** Brief **
Go through the data and copy each line where the word "LooseNe" shows up.
= Beginning of Section =
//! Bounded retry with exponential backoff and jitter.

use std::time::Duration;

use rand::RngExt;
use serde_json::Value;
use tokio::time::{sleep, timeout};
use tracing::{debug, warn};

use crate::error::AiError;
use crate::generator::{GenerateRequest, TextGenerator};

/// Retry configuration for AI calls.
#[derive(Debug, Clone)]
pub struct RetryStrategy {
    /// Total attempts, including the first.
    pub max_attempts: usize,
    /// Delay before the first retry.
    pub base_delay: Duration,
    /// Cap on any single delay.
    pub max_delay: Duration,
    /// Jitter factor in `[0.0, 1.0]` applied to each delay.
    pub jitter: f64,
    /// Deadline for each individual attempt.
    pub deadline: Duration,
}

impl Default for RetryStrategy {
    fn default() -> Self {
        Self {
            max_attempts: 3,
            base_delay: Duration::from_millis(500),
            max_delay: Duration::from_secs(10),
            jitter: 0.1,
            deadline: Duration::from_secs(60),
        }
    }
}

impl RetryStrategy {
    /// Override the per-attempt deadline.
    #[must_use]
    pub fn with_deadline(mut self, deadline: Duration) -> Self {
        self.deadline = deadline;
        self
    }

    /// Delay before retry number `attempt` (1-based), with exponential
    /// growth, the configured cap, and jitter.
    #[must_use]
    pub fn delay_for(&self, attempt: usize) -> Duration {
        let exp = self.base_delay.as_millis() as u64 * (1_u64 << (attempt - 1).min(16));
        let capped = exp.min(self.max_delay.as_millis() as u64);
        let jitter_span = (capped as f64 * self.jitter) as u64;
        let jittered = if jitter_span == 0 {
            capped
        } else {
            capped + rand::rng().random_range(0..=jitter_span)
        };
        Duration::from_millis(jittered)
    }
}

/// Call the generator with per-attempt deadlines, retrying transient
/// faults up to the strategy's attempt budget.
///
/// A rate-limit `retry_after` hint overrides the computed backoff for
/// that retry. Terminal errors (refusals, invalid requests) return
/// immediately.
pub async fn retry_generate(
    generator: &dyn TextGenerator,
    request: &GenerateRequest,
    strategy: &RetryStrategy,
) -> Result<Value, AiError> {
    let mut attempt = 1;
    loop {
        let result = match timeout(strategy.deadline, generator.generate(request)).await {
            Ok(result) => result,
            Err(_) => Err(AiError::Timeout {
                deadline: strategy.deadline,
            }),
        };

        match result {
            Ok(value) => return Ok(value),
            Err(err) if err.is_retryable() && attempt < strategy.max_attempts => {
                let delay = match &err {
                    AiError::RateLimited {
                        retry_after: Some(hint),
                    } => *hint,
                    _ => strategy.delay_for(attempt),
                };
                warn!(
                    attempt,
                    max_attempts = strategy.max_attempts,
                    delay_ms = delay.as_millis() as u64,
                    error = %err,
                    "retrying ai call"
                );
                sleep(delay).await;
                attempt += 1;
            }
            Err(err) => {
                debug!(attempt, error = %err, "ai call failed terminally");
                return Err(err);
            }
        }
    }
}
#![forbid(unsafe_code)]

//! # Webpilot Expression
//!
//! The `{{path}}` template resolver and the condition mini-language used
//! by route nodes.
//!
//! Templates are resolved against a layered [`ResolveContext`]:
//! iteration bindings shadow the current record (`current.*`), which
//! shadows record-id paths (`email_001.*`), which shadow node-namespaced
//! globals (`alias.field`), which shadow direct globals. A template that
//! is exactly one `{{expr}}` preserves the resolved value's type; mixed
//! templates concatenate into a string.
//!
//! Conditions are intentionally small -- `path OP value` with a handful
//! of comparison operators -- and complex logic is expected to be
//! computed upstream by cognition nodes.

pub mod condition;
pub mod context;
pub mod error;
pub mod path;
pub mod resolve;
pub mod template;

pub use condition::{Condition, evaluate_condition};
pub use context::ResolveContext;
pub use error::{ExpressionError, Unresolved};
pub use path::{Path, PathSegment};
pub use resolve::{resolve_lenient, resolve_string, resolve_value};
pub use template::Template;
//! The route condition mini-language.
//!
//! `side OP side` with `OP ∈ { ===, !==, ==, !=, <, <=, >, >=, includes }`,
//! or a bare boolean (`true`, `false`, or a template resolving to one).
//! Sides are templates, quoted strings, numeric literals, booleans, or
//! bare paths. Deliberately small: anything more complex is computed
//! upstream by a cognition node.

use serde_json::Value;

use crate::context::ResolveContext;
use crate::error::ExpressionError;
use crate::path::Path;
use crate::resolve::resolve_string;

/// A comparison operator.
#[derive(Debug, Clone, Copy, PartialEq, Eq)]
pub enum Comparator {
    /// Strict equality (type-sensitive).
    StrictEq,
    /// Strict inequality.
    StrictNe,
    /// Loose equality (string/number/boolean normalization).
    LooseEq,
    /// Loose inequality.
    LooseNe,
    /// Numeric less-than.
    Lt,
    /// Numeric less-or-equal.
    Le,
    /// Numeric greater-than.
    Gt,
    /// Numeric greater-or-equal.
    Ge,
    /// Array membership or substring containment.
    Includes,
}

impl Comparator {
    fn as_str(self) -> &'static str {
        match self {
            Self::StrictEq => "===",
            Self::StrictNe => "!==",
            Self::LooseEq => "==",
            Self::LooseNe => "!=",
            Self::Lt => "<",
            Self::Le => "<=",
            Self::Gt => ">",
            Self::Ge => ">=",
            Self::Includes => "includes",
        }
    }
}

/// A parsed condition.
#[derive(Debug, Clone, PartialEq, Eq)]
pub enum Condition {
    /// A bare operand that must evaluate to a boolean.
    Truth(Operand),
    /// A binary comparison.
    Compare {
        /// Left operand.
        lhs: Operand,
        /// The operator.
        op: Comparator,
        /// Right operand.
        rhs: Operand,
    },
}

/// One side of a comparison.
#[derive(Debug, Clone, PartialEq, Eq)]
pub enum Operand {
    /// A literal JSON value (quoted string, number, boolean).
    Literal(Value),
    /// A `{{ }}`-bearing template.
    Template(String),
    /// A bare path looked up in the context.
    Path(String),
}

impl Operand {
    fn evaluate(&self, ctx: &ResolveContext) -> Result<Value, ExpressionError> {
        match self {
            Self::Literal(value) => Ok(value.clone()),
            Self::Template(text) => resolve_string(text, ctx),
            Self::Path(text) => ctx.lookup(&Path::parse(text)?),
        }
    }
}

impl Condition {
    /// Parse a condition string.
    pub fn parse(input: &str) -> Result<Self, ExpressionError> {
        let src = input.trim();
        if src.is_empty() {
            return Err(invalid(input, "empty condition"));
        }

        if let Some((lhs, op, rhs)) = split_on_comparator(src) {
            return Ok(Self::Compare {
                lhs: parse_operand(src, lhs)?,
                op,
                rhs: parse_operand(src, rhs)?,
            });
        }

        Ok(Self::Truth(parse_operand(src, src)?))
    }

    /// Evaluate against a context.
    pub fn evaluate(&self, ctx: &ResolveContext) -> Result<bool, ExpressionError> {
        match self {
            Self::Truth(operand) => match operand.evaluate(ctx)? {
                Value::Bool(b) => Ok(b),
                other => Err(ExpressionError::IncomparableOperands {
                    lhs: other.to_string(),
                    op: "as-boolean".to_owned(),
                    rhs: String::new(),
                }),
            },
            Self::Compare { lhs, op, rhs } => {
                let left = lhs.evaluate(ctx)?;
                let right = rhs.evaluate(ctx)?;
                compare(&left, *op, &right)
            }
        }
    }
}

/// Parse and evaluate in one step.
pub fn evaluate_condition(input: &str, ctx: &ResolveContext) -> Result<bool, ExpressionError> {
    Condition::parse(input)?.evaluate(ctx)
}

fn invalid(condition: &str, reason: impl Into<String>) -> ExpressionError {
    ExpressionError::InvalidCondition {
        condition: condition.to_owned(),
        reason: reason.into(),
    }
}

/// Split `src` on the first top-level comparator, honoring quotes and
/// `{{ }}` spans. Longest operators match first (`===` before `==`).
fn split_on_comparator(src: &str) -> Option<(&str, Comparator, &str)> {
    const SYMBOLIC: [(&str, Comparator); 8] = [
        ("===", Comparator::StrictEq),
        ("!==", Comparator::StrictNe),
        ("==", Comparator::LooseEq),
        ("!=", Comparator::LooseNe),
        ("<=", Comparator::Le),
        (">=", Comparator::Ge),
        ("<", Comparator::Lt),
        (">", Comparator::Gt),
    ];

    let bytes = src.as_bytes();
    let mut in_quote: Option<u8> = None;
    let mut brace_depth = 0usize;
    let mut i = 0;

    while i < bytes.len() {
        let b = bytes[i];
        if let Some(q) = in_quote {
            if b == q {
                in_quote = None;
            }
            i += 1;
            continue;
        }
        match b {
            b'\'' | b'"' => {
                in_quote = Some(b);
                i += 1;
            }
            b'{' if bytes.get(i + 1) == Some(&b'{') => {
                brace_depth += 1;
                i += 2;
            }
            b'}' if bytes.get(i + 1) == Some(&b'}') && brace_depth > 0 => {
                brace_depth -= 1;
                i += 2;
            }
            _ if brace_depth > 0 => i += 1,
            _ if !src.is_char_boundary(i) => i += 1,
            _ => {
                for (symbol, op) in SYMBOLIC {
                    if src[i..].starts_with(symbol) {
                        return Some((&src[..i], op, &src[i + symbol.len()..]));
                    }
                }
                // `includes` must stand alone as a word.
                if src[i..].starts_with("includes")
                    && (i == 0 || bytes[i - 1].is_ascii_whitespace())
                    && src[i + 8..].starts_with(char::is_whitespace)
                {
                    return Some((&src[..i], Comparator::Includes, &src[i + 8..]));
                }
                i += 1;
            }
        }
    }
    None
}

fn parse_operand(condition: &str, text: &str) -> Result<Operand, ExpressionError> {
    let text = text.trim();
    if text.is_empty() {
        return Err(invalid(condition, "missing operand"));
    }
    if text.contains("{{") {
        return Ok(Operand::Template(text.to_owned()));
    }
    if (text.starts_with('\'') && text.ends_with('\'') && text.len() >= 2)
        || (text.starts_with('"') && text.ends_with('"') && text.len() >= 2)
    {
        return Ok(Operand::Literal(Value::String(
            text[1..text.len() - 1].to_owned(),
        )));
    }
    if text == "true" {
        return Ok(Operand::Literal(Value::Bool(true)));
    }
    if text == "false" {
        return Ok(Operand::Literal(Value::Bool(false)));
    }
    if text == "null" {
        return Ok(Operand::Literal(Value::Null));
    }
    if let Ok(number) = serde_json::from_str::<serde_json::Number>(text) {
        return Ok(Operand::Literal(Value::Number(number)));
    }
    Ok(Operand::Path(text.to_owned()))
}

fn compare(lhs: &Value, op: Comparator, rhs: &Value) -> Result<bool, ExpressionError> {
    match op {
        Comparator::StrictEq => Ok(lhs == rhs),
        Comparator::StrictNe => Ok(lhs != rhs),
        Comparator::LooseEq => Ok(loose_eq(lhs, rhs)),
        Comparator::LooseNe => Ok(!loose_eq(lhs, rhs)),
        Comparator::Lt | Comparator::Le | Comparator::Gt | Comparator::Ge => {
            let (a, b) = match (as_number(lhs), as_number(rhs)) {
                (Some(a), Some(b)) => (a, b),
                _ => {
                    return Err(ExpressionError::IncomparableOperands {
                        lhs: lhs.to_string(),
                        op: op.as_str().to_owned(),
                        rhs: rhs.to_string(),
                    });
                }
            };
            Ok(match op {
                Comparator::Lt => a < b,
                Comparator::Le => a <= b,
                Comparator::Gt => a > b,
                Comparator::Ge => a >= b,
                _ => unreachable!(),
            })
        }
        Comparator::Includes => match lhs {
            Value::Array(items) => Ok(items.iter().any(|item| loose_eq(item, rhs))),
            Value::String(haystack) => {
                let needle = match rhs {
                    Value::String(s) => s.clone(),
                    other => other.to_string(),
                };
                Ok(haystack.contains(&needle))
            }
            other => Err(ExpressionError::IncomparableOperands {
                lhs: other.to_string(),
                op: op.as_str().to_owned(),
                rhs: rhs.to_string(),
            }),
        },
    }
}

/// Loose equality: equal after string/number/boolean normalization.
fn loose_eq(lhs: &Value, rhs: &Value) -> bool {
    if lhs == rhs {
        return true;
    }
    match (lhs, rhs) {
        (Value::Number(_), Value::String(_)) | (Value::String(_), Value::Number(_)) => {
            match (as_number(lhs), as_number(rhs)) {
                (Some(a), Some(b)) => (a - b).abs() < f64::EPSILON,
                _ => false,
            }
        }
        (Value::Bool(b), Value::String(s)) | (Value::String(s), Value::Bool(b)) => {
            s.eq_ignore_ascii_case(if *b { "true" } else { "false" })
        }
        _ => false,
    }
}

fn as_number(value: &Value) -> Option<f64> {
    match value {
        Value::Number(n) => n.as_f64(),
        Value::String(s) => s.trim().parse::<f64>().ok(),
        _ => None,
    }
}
= End of Section =
= Beginning of Section =
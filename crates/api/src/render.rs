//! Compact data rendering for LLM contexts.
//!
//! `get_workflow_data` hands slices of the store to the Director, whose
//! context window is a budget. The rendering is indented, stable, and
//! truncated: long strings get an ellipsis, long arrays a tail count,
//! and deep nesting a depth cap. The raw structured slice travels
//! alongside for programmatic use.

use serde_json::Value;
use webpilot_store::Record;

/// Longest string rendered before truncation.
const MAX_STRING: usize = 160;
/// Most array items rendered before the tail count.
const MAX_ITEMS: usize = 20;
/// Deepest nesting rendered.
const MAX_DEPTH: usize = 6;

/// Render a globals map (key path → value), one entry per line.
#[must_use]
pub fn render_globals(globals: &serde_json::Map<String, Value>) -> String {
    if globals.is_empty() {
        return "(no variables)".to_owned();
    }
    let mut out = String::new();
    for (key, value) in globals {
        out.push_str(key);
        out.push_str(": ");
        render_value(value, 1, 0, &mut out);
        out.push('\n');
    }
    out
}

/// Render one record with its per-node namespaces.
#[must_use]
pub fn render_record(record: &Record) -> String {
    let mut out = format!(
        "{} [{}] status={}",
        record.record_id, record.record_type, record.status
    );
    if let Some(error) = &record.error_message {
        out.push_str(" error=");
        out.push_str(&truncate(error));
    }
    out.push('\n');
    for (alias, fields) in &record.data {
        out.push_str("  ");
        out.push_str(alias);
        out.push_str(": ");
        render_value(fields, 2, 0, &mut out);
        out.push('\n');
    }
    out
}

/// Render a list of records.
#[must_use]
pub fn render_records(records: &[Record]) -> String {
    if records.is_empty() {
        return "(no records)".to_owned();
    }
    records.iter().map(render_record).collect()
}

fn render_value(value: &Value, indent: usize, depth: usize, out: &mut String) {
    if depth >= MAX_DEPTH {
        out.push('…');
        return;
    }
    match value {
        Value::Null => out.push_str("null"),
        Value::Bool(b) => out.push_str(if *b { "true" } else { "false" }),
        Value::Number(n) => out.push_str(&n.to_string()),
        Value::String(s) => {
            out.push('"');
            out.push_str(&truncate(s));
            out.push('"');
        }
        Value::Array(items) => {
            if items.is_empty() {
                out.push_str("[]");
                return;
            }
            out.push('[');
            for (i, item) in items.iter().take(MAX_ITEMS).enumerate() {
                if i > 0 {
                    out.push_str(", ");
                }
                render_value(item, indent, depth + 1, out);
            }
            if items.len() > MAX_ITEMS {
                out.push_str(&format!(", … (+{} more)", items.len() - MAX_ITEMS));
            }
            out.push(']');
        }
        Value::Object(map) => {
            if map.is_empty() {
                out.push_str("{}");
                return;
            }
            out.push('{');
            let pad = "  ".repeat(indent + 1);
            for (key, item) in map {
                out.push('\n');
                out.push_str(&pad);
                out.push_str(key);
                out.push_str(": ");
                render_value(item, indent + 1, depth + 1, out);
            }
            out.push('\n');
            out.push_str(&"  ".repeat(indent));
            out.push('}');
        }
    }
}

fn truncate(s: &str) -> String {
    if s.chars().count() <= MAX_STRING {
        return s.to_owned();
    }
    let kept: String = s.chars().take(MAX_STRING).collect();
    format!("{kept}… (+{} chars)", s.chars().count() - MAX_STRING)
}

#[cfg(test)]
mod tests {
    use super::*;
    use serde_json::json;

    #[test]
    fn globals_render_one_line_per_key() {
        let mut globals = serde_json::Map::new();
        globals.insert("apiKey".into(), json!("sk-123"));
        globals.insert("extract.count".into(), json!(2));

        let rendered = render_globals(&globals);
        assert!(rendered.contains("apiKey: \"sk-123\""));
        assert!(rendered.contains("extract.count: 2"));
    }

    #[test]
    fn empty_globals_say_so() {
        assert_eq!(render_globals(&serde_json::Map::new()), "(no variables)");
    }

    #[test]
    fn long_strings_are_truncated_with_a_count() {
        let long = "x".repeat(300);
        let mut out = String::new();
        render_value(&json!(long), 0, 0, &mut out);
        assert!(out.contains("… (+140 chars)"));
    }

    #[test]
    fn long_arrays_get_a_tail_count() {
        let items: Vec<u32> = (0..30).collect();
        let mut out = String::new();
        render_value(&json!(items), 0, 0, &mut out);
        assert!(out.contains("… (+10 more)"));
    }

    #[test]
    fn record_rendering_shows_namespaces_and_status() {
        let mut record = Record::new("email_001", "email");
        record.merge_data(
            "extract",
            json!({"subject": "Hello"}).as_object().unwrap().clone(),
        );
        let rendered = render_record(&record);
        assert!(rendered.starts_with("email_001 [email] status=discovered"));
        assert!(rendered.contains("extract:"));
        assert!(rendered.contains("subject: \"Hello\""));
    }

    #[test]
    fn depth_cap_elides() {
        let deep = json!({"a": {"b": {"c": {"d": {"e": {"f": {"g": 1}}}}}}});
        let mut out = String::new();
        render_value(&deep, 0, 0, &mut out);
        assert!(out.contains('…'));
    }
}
= End of Section =
= Beginning of Section =
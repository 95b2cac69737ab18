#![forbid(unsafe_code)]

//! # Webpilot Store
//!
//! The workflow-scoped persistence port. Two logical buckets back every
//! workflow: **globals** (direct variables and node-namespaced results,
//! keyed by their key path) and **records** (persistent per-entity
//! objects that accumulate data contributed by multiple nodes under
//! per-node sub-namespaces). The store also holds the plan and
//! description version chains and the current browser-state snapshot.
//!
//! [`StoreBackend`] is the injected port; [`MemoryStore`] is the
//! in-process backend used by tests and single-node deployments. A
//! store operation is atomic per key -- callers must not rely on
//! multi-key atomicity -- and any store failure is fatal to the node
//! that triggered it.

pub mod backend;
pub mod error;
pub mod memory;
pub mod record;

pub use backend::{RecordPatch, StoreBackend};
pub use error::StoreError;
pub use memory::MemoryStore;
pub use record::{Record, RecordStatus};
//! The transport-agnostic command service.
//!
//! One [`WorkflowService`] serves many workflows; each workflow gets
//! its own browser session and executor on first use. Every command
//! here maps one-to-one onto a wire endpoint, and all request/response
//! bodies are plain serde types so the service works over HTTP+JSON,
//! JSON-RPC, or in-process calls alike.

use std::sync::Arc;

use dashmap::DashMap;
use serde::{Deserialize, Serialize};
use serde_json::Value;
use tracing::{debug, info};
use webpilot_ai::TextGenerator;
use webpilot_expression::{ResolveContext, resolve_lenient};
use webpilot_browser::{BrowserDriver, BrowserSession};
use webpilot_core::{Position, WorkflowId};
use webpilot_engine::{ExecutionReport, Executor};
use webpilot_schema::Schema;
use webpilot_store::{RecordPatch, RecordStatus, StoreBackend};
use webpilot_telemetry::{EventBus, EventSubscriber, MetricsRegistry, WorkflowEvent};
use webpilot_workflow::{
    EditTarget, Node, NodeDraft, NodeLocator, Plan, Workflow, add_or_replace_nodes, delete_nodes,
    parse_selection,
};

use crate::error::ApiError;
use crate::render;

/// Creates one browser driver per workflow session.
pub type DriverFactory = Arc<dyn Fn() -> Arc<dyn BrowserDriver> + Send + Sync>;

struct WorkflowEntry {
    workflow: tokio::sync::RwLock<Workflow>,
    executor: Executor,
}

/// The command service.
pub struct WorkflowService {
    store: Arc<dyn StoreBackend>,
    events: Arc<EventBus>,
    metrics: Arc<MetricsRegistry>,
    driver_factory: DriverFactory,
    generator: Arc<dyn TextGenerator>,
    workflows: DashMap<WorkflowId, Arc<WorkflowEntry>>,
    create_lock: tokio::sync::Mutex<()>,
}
= End of Section =
** Solved exercise **
    LooseNe,
            Self::LooseNe => "!=",
        ("!=", Comparator::LooseNe),
        Comparator::LooseNe => Ok(!loose_eq(lhs, rhs)),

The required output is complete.